How to complete this task
In the data below, find each line that contains the word "actor" and copy it.

Records from a data collection
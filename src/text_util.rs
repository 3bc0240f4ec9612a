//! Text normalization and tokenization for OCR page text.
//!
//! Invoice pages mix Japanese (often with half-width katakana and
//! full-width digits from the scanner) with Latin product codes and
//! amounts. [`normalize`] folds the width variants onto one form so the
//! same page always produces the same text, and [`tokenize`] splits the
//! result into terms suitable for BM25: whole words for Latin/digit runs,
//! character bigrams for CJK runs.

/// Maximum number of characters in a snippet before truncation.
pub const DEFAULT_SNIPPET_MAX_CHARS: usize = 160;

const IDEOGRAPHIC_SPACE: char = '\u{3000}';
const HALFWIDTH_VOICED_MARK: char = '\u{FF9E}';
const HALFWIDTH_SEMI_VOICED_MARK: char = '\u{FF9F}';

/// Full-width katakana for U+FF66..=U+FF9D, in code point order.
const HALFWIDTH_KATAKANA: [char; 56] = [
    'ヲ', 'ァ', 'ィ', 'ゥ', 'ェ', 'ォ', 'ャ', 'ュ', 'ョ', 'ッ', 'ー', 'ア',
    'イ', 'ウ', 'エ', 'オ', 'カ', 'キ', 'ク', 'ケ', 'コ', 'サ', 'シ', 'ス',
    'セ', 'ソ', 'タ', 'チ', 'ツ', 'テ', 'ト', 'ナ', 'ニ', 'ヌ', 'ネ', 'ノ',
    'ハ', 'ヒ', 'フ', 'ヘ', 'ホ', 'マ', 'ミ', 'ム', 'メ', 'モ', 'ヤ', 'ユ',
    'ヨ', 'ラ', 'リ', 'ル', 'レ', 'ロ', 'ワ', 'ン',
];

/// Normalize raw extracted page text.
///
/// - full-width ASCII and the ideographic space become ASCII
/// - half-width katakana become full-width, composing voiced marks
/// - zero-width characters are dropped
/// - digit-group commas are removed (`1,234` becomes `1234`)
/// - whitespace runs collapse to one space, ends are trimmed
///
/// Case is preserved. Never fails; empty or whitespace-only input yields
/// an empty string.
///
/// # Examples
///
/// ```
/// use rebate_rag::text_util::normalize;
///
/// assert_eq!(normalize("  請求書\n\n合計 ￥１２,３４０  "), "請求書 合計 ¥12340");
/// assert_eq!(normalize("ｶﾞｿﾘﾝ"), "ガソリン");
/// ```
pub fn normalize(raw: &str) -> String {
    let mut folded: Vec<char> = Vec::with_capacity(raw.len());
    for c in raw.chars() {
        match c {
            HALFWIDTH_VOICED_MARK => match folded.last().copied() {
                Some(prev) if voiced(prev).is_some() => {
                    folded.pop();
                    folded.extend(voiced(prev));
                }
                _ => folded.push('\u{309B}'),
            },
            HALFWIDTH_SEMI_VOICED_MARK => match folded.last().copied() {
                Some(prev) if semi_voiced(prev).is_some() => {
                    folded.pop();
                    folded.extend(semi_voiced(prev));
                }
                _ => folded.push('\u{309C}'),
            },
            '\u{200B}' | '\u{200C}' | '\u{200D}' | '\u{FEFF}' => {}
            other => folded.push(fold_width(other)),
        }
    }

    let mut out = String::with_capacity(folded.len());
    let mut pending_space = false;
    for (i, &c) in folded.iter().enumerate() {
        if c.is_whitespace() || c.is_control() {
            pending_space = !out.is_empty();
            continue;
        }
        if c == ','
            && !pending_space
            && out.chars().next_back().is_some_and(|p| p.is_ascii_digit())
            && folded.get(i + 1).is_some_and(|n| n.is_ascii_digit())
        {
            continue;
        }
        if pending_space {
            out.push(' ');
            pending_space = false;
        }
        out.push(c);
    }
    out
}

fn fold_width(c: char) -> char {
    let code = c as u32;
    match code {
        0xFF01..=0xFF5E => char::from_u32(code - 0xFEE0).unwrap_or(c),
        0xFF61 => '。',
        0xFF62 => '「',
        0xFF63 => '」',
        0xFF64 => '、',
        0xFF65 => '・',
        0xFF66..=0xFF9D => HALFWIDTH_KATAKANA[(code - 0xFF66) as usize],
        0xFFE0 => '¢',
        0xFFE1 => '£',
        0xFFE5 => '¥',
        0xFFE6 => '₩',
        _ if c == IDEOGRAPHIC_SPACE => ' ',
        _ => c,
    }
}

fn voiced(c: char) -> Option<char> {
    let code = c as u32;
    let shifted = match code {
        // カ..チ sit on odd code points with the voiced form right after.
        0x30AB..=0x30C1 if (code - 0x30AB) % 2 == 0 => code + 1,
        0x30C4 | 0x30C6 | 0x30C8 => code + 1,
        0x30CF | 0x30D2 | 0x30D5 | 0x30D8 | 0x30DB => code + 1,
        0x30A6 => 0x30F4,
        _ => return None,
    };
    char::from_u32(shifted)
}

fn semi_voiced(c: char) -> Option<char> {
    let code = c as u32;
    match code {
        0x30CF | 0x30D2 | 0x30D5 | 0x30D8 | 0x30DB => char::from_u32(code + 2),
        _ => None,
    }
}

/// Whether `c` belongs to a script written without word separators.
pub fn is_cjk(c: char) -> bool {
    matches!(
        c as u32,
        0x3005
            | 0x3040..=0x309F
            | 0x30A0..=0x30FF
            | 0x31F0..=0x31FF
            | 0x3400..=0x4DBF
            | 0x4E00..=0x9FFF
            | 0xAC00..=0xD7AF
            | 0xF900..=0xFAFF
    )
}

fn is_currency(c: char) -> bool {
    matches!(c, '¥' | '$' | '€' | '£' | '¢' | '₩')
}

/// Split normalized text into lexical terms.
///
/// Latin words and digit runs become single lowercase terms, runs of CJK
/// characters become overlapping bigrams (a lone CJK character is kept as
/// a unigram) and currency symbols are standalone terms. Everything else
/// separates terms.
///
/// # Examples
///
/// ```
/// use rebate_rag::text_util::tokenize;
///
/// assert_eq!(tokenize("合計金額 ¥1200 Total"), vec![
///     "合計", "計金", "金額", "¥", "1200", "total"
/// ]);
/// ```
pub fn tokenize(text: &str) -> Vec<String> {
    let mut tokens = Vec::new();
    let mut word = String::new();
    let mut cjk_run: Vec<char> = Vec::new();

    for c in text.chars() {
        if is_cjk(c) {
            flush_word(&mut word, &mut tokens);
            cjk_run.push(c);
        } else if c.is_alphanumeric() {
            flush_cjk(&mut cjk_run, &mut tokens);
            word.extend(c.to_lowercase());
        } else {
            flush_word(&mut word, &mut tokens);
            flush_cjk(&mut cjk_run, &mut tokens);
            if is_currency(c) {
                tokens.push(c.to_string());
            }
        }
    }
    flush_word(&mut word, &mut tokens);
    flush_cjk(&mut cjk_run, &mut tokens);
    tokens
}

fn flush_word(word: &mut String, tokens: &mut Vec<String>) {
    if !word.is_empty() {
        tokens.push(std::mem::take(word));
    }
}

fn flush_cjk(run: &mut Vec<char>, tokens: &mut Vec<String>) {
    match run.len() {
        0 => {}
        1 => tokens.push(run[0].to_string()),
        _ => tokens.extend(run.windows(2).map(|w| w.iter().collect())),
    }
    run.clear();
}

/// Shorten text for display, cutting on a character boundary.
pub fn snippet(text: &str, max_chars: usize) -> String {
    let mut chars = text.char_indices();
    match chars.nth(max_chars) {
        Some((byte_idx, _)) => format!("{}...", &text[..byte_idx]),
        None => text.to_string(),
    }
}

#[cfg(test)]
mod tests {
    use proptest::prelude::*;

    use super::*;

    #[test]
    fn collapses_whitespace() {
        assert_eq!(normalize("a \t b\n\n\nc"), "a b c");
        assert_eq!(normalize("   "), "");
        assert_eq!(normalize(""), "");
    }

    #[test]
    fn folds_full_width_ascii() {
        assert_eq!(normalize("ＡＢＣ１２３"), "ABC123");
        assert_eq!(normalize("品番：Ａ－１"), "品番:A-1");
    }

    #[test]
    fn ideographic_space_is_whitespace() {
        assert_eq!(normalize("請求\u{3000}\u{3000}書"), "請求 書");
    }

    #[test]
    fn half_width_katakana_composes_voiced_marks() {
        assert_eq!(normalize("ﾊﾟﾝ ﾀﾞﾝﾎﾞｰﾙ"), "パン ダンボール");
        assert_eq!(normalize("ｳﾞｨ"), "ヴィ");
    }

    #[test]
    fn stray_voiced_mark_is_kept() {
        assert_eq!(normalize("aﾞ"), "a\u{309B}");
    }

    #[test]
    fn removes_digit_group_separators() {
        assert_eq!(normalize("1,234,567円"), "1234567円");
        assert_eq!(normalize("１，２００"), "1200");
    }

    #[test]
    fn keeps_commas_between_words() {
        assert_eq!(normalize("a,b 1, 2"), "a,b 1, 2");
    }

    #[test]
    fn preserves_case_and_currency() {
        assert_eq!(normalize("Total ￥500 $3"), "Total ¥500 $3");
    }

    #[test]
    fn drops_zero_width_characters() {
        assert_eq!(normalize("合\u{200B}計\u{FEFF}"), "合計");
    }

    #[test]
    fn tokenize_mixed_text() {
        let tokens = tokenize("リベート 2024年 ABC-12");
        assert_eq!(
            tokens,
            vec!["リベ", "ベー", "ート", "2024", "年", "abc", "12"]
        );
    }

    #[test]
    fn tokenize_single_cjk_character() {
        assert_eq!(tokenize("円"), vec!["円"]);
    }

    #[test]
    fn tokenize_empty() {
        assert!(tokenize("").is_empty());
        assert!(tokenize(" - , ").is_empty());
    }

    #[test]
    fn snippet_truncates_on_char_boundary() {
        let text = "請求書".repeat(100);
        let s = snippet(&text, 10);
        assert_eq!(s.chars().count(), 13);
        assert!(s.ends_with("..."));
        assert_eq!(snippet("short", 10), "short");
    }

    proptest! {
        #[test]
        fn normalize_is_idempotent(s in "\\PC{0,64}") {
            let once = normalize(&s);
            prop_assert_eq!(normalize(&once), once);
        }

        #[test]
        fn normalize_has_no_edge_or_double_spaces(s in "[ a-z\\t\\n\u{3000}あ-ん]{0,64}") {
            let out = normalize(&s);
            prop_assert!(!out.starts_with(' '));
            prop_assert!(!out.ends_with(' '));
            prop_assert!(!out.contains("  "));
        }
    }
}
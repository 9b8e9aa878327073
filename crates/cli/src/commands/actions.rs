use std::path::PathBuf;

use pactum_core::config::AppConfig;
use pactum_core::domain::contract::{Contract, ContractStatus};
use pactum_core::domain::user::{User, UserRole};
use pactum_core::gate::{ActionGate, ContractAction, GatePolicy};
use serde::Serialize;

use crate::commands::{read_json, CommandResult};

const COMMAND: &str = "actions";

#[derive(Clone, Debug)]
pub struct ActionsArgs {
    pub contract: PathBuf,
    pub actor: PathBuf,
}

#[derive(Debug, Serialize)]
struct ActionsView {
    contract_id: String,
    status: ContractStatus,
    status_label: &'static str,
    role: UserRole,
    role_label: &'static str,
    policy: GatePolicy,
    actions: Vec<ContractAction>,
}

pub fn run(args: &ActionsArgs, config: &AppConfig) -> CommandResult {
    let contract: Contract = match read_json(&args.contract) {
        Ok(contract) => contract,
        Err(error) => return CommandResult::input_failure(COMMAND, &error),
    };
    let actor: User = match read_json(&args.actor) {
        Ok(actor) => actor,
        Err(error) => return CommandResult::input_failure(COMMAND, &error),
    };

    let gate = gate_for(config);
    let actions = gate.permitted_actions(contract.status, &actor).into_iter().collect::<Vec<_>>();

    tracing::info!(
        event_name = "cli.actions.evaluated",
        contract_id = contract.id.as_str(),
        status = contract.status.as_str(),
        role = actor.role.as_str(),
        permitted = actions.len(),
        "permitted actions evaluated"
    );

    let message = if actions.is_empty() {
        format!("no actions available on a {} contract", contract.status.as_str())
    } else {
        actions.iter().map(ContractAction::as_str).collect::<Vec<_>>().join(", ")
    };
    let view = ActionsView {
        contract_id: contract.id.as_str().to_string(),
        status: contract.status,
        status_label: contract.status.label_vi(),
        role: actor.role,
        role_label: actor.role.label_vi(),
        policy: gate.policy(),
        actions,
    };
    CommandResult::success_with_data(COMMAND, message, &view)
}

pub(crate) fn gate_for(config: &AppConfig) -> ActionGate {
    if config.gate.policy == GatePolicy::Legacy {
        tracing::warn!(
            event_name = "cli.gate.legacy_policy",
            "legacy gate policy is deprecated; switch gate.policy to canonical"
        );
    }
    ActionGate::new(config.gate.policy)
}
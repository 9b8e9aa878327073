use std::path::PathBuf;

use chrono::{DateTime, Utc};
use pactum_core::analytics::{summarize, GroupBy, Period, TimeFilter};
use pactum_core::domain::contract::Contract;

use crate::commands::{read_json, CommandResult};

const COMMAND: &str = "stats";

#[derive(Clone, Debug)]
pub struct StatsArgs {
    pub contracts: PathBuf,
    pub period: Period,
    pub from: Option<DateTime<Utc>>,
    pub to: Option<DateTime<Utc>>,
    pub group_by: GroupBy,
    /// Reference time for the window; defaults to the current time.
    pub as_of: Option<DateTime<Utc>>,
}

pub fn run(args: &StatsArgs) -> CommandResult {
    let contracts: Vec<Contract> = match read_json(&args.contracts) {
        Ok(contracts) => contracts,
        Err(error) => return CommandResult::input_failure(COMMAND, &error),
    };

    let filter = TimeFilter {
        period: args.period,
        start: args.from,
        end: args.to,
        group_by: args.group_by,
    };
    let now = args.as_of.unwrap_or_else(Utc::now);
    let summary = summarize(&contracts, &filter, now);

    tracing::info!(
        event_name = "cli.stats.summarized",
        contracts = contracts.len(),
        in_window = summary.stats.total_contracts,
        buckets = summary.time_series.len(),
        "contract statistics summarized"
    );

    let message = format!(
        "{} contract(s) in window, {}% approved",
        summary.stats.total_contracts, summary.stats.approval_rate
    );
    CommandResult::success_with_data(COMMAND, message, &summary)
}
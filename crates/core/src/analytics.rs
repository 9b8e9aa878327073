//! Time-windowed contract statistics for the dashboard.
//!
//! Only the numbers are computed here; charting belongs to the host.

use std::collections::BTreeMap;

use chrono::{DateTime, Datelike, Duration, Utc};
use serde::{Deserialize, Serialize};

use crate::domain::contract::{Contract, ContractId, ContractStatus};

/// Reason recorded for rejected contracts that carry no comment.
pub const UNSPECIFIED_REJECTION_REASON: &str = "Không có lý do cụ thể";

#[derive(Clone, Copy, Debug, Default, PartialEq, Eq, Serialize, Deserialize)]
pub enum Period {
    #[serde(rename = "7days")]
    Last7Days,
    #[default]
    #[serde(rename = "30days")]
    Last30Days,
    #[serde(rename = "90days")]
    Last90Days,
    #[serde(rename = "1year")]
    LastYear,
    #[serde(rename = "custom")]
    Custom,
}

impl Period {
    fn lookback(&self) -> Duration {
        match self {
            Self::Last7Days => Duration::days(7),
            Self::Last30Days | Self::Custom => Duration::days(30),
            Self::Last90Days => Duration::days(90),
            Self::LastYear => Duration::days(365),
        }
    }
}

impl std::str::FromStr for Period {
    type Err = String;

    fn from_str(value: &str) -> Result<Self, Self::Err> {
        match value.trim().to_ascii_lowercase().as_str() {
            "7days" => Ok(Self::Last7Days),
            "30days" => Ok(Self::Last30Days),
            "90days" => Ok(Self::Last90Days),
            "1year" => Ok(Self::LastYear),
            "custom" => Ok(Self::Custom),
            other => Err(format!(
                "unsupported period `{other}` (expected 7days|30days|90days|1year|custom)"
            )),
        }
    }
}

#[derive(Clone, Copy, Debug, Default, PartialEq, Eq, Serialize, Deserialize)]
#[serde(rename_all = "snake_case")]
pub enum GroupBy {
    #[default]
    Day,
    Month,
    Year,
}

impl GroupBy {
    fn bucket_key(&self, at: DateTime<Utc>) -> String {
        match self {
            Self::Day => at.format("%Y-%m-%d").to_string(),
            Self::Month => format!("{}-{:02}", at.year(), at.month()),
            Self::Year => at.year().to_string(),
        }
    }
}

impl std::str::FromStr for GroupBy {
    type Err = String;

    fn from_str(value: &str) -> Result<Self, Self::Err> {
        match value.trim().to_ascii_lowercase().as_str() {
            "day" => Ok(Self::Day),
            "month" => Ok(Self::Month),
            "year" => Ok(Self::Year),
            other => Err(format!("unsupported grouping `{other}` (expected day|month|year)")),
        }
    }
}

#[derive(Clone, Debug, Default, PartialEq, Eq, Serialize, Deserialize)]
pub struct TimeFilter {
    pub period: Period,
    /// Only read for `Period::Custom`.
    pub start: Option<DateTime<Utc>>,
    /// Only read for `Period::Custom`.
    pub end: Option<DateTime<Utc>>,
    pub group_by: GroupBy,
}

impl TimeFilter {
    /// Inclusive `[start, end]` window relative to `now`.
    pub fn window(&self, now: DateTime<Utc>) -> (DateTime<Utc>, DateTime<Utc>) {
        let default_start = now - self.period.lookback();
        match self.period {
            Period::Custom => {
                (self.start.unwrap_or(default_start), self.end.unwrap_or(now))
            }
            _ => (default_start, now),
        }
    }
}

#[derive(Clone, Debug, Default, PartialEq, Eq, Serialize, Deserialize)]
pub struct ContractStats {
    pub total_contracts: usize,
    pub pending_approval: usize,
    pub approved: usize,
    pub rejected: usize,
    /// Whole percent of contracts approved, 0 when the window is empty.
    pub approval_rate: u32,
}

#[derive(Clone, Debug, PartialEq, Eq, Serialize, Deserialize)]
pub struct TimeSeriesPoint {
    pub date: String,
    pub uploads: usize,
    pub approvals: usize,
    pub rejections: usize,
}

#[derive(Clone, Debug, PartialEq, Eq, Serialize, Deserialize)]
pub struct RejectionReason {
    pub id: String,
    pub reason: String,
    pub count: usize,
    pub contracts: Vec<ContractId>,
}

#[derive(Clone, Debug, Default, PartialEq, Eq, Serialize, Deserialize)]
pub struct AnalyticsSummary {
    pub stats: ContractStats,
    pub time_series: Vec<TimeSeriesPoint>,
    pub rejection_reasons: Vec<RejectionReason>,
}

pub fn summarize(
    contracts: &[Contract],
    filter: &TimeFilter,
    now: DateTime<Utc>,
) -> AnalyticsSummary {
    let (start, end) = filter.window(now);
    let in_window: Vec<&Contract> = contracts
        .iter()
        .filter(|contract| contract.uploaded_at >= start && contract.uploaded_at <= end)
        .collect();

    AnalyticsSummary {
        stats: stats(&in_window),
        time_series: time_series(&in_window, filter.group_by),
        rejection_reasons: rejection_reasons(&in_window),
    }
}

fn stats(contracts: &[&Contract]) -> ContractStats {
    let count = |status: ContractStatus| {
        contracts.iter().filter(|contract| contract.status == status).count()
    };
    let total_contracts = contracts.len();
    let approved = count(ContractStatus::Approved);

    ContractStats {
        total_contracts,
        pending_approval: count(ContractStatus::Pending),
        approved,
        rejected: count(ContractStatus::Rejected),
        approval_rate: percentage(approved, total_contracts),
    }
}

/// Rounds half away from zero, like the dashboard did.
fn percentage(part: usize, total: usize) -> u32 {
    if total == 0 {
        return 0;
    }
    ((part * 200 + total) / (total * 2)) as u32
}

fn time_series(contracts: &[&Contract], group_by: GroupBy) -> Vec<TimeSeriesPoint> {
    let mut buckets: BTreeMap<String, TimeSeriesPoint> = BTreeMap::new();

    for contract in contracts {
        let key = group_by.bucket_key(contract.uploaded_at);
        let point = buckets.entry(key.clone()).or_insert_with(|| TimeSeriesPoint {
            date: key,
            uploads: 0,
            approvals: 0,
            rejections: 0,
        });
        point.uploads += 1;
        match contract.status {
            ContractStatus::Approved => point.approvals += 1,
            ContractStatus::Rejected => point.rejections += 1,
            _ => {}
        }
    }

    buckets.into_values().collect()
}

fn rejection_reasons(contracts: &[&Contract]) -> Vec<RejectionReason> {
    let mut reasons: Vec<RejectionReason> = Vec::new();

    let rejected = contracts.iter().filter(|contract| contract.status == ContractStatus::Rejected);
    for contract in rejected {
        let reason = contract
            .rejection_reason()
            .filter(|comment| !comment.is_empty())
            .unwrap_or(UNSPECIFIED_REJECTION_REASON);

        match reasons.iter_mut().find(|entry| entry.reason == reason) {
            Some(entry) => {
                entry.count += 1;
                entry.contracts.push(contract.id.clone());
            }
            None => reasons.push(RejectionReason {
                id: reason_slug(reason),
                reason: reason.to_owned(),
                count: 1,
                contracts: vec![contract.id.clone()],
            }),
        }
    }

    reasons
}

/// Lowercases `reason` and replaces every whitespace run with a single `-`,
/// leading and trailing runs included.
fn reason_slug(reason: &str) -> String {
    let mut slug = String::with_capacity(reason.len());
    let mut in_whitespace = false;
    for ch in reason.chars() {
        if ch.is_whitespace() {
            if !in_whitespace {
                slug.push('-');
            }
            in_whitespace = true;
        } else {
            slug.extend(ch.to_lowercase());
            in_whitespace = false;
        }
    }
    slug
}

Exercise result
    pub actor: PathBuf,
    let actor: User = match read_json(&args.actor) {
        Ok(actor) => actor,
    let actions = gate.permitted_actions(contract.status, &actor).into_iter().collect::<Vec<_>>();
        role = actor.role.as_str(),
        role: actor.role,
        role_label: actor.role.label_vi(),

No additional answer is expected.